20+ Year Contributor
1,092
4
Mar 31, 2002
Des Moines, Iowa
I need some help with my new car. I have gone from a 1G to a 2G and need some help. The 2G has AGX's in the rear on stock springs. They where installed to help prevent rea wheel hop that caused a broken rear axle.

Questions is what setups are people using?? I was thinking Ground control coilovers.. What shocks shocks should I go with and what spring rates also??

This car is for drag racing only!! I will have to be driven on the street every once in awhile, but not very often.

Any suggestions would be appreciated. Thanks. LAter
 
If you want to be serious, JIC with drag valving is the current way to go.
 
JIC is JUNK!!!! I have dynoed their stuff and the adjuster dont do squat!!
NOTTA!!

The ones that where tested where off a 3000gt. The stock shocks and the jic where run back to back and the STOCK SHOCKS WHERE STIFFER
and the jic had CRAZY spring rate for the street like 800lbs or some shite, but to the owner they felt fine due to the fact that they where not properly damped........ I would not waste your money on that stuff....
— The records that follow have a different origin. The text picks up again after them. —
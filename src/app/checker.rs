use std::collections::HashMap;
use std::sync::Arc;

use tokio::sync::Mutex;

use super::scanner_controller::{RegistrationOptions, ScannerController};
use super::services::{ArtifactController, WalkAction, walk};
use crate::domain::adapter::{CapabilityType, ScannerAdapterMetadata};
use crate::domain::artifact::Artifact;
use crate::domain::errors::Result;

/// Tells whether artifacts can be scanned by their project's scanner.
///
/// Scanner metadata is looked up once per project for the lifetime of the
/// checker; build a new one per batch of checks.
pub struct Checker {
    scanners: Arc<ScannerController>,
    artifacts: Arc<dyn ArtifactController>,
    metadata: Mutex<HashMap<i64, Option<Arc<ScannerAdapterMetadata>>>>,
}

impl Checker {
    pub fn new(scanners: Arc<ScannerController>, artifacts: Arc<dyn ArtifactController>) -> Self {
        Self {
            scanners,
            artifacts,
            metadata: Mutex::default(),
        }
    }

    async fn metadata_of(&self, project_id: i64) -> Result<Option<Arc<ScannerAdapterMetadata>>> {
        let mut memo = self.metadata.lock().await;
        if let Some(metadata) = memo.get(&project_id) {
            return Ok(metadata.clone());
        }

        let metadata = match self
            .scanners
            .get_registration_by_project(project_id, RegistrationOptions::default())
            .await?
        {
            Some(registration) if !registration.disabled => {
                Some(Arc::new(self.scanners.ping(&registration).await?))
            }
            _ => None,
        };
        memo.insert(project_id, metadata.clone());
        Ok(metadata)
    }

    /// True when `artifact`, or an artifact it references, is consumable by
    /// a vulnerability capability of the project's scanner.
    pub async fn is_scannable(&self, artifact: &Artifact) -> Result<bool> {
        let Some(metadata) = self.metadata_of(artifact.project_id).await? else {
            return Ok(false);
        };

        let mut scannable = false;
        walk(self.artifacts.as_ref(), artifact, |a| {
            if a.is_accessory {
                return Ok(WalkAction::Skip);
            }
            if metadata.supports(&a.manifest_media_type, CapabilityType::Vulnerability) {
                scannable = true;
                return Ok(WalkAction::Break);
            }
            Ok(WalkAction::Continue)
        })
        .await?;
        Ok(scannable)
    }
}

#[cfg(test)]
mod tests {
    use super::*;
    use crate::app::mocks::{StaticPool, adapter_with_metadata};
    use crate::domain::adapter::fixtures::metadata_consuming;
    use crate::domain::mime;
    use crate::domain::registration::Registration;
    use crate::infra::memory::{
        InMemoryArtifactStore, InMemoryProjectMetadataStore, InMemoryRegistrationStore,
        InMemoryReportStore,
    };

    async fn checker(consumes: &[&str]) -> (Checker, Arc<InMemoryArtifactStore>, Arc<StaticPool>) {
        let pool = Arc::new(StaticPool::new(adapter_with_metadata(metadata_consuming(
            consumes,
            &[mime::MIME_TYPE_NATIVE_REPORT],
        ))));
        let scanners = Arc::new(ScannerController::new(
            Arc::new(InMemoryRegistrationStore::default()),
            Arc::new(InMemoryReportStore::default()),
            Arc::new(InMemoryProjectMetadataStore::default()),
            pool.clone(),
        ));
        scanners
            .create(Registration::new("trivy", "http://trivy:8080"))
            .await
            .unwrap();
        let artifacts = Arc::new(InMemoryArtifactStore::default());
        (Checker::new(scanners, artifacts.clone()), artifacts, pool)
    }

    #[tokio::test]
    async fn a_consumable_image_is_scannable() {
        let (checker, _, _) = checker(&[mime::MIME_TYPE_DOCKER_ARTIFACT]).await;
        let image = Artifact::new(1, "library/app", "sha256:a", mime::MIME_TYPE_DOCKER_ARTIFACT);

        assert!(checker.is_scannable(&image).await.unwrap());
    }

    #[tokio::test]
    async fn an_index_is_scannable_through_its_children() {
        let (checker, artifacts, _) = checker(&[mime::MIME_TYPE_OCI_ARTIFACT]).await;
        artifacts
            .add(Artifact::new(1, "library/app", "sha256:child", mime::MIME_TYPE_OCI_ARTIFACT))
            .await;
        let index = Artifact::new(1, "library/app", "sha256:index", mime::MIME_TYPE_OCI_INDEX)
            .with_references(vec!["sha256:child".into()]);

        assert!(checker.is_scannable(&index).await.unwrap());
    }

    #[tokio::test]
    async fn unconsumed_media_types_are_not_scannable() {
        let (checker, _, _) = checker(&[mime::MIME_TYPE_OCI_ARTIFACT]).await;
        let image = Artifact::new(1, "library/app", "sha256:a", mime::MIME_TYPE_DOCKER_ARTIFACT);

        assert!(!checker.is_scannable(&image).await.unwrap());
    }

    #[tokio::test]
    async fn metadata_is_fetched_once_per_project() {
        let (checker, _, pool) = checker(&[mime::MIME_TYPE_DOCKER_ARTIFACT]).await;
        let fetched_on_create = pool.fetches();

        for digest in ["sha256:a", "sha256:b", "sha256:c"] {
            let image = Artifact::new(1, "library/app", digest, mime::MIME_TYPE_DOCKER_ARTIFACT);
            checker.is_scannable(&image).await.unwrap();
        }

        assert!(pool.fetches() - fetched_on_create <= 1);
    }
}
AGX have a larger adjustment range.

Ohh as far as drag setup,,,,, you want soft spring rates in the rear with little comprssion control and alot of rebound..... While in the front you need little rebound control and a fair amount of compression control and
a higher rate spring....


Larry
#622 scca club rally
Shock tuner/builder
 
As spring rates increase, the desired amount of compression damping goes down. The reason that 800# springs can ride better than 250# springs is, as you suggested, because of better shock valving. So, with regard to all this, it's not that JICs are junk; it's that raw data off a shock dyno must be interpreted with the associated springs in mind.
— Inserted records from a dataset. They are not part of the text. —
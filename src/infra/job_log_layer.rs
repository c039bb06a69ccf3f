use std::collections::HashMap;
use std::sync::{Arc, Mutex, PoisonError};

use chrono::Utc;
use tracing::field::{Field, Visit};
use tracing::span::{Attributes, Id};
use tracing::{Event, Subscriber};
use tracing_subscriber::Layer;
use tracing_subscriber::layer::Context;
use tracing_subscriber::registry::LookupSpan;

/// Name of the span field that ties events to a job.
pub const JOB_ID_FIELD: &str = "job_id";

/// Captured log lines per job id.
#[derive(Clone, Default, Debug)]
pub struct JobLogBuffer {
    lines: Arc<Mutex<HashMap<String, Vec<String>>>>,
}

impl JobLogBuffer {
    pub fn append(&self, job_id: &str, line: String) {
        self.lines
            .lock()
            .unwrap_or_else(PoisonError::into_inner)
            .entry(job_id.to_string())
            .or_default()
            .push(line);
    }

    /// Registers a job so an empty log is distinguishable from an unknown job.
    pub fn open(&self, job_id: &str) {
        self.lines
            .lock()
            .unwrap_or_else(PoisonError::into_inner)
            .entry(job_id.to_string())
            .or_default();
    }

    pub fn get(&self, job_id: &str) -> Option<String> {
        self.lines
            .lock()
            .unwrap_or_else(PoisonError::into_inner)
            .get(job_id)
            .map(|lines| lines.join("\n"))
    }
}

struct JobId(String);

/// Tracing layer that copies every event emitted inside a `job_id` span into a [`JobLogBuffer`].
pub struct JobLogLayer {
    buffer: JobLogBuffer,
}

impl JobLogLayer {
    pub fn new(buffer: JobLogBuffer) -> Self {
        Self { buffer }
    }
}

impl<S> Layer<S> for JobLogLayer
where
    S: Subscriber + for<'a> LookupSpan<'a>,
{
    fn on_new_span(&self, attrs: &Attributes<'_>, id: &Id, ctx: Context<'_, S>) {
        let mut visitor = JobIdVisitor::default();
        attrs.record(&mut visitor);
        if let (Some(job_id), Some(span)) = (visitor.job_id, ctx.span(id)) {
            span.extensions_mut().insert(JobId(job_id));
        }
    }

    fn on_event(&self, event: &Event<'_>, ctx: Context<'_, S>) {
        let Some(scope) = ctx.event_scope(event) else {
            return;
        };
        let Some(job_id) = scope
            .from_root()
            .find_map(|span| span.extensions().get::<JobId>().map(|j| j.0.clone()))
        else {
            return;
        };

        let mut visitor = StringVisitor::default();
        event.record(&mut visitor);
        let line = format!(
            "{} [{}] {}",
            Utc::now().to_rfc3339_opts(chrono::SecondsFormat::Millis, true),
            event.metadata().level(),
            visitor.message
        );
        self.buffer.append(&job_id, line);
    }
}

#[derive(Default)]
struct JobIdVisitor {
    job_id: Option<String>,
}

impl Visit for JobIdVisitor {
    fn record_str(&mut self, field: &Field, value: &str) {
        if field.name() == JOB_ID_FIELD {
            self.job_id = Some(value.to_string());
        }
    }

    fn record_debug(&mut self, field: &Field, value: &dyn std::fmt::Debug) {
        if field.name() == JOB_ID_FIELD {
            self.job_id = Some(format!("{value:?}").trim_matches('"').to_string());
        }
    }
}

#[derive(Default)]
struct StringVisitor {
    message: String,
}

impl Visit for StringVisitor {
    fn record_debug(&mut self, field: &Field, value: &dyn std::fmt::Debug) {
        if !self.message.is_empty() {
            self.message.push(' ');
        }
        if field.name() == "message" {
            self.message.push_str(&format!("{value:?}"));
        } else {
            self.message.push_str(&format!("{}={value:?}", field.name()));
        }
    }

    fn record_str(&mut self, field: &Field, value: &str) {
        if field.name() == "message" {
            self.record_debug(field, &format_args!("{value}"));
        } else {
            self.record_debug(field, &value);
        }
    }
}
However, if you are also claiming that JICs have less rebound damping than stock shocks then I have to suggest that whoever ran the shock dyno was incompetent or didn't know how to read the output. The only other option is that you got a back batch of shocks, which I doubt.
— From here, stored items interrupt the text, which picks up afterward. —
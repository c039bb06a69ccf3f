use std::sync::Arc;

use thiserror::Error;

use crate::domain::adapter::{ScanRequest, ScanResponse, ScannerAdapterMetadata};
use crate::domain::errors::Error;
use crate::domain::registration::AdapterEndpoint;

pub const DEFAULT_REFRESH_AFTER_SECS: u64 = 5;

#[derive(Error, Debug, Clone, PartialEq, Eq)]
pub enum AdapterClientError {
    /// The adapter answered `302 Found`; the report is not there yet.
    #[error("report is not ready yet, retry after {retry_after} seconds")]
    ReportNotReady { retry_after: u64 },

    #[error("{message} (expected status {expected}, got {actual})")]
    UnexpectedStatus {
        expected: u16,
        actual: u16,
        message: String,
    },

    /// The adapter refused the artifact or the requested report type.
    #[error("unsupported by the scanner adapter: {0}")]
    Unsupported(String),

    #[error("failed to reach the scanner adapter: {0}")]
    Transport(String),

    #[error("unexpected response from the scanner adapter: {0}")]
    Decode(String),

    #[error("invalid scanner adapter client configuration: {0}")]
    Configuration(String),
}

impl AdapterClientError {
    pub fn is_report_not_ready(&self) -> bool {
        matches!(self, AdapterClientError::ReportNotReady { .. })
    }
}

impl From<AdapterClientError> for Error {
    fn from(value: AdapterClientError) -> Self {
        Error::Scanner(value.to_string())
    }
}

/// The HTTP contract every scanner adapter implements.
#[async_trait::async_trait]
pub trait AdapterClient: Send + Sync {
    async fn get_metadata(&self) -> Result<ScannerAdapterMetadata, AdapterClientError>;

    async fn submit_scan(&self, request: &ScanRequest) -> Result<ScanResponse, AdapterClientError>;

    /// The raw report body for `mime_type`, or `ReportNotReady`.
    async fn get_scan_report(
        &self,
        scan_request_id: &str,
        mime_type: &str,
    ) -> Result<String, AdapterClientError>;
}

/// Hands out adapter clients shared per endpoint.
#[async_trait::async_trait]
pub trait ClientPool: Send + Sync {
    async fn get(
        &self,
        endpoint: &AdapterEndpoint,
    ) -> Result<Arc<dyn AdapterClient>, AdapterClientError>;
}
Finally, maybe the drag set-up is different, but I've seen dynos from FLT-A2s and the adjuster has a large effect. So, again, I have to wonder about the shock-dyno operator and/or the batch of shocks.

If you can back up your story with pics of the shock-dyno outputs, that would be great. I will scan in my plots of FLT-A2s for comparison. It might help all of us understand the differences between autoX and drag set-ups.

- Jtoby
 
Originally posted by 3literpwr


AGX have a larger adjustment range.

Ohh as far as drag setup,,,,, you want soft spring rates in the rear with little comprssion control and alot of rebound..... While in the front you need little rebound control and a fair amount of compression control and
a higher rate spring....


Larry
#622 scca club rally
Shock tuner/builder

I have AGX's in the rear so those should be OK?? What about in the front?? I have heard that front AGX's are too long for a lowered car. Koni's in the front then??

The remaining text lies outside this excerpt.